Increased Neutrophil Adherence to Endothelial Cells Exposed to Asbestos

Abstract

Inhalation of asbestos may activate the pulmonary endothelium to promote an inflammatory cell phenotype that participates in the development of pulmonary fibrosis. However, little is known about the effects of asbestos on endothelial cell function. Therefore, endothelial cells were exposed to chrysotile and crocidolite asbestos for up to 72 hr to investigate the effects of noncytotoxic concentrations of asbestos on cell function. Noncytolytic concentrations of chrysotile and crocidolite caused localized changes in cell morphology, resulting in activation of endothelial cells to a vacuolated, “spindle-shaped” morphology at sites of fiber deposition. The adherence of neutrophils (PMN) to control and asbestos-treated cultures was examined to determine the functional significance of this altered morphology. Chrysotile asbestos caused a time-dependent, 2- to 4-fold increase in PMN adherence that was localized to spindled endothelial cells in close contact with fibers. Monoclonal antibodies against intercellular adhesion molecule-1 (ICAM-1) inhibited this asbestos-induced PMN adherence.
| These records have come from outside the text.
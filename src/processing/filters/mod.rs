// src/processing/filters/mod.rs
//! Digital filters for the ADC front end

pub mod iir;

pub use iir::*;

/// Stateful sample-by-sample filter
pub trait Filter {
    /// Push one input sample and return the corresponding output
    fn process_sample(&mut self, input: f64) -> f64;

    /// Run a whole block through the filter, continuing from the current state
    fn process(&mut self, input: &[f64]) -> Vec<f64> {
        input.iter().map(|&x| self.process_sample(x)).collect()
    }

    /// Return to the cold-start state
    fn reset(&mut self);

    /// Short identifier for logs
    fn name(&self) -> &str;
}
Solution hybridization demonstrated a 2.5-fold increase in steady-state levels of ICAM-1 mRNA in cells exposed to chrysotile asbestos for 8 hr. Exposure to crocidolite asbestos resulted in similar alteration in cell morphology and increase in PMN binding to endothelial cells, while a physically similar nonasbestos fiber, refractory ceramic fiber-1 did not cause morphologic change or increased PMN binding. These data suggest that asbestos fibers can specifically and directly activate endothelial cells, resulting in an activated cell morphology, increased ICAM-1 expression, and enhanced PMN adherence.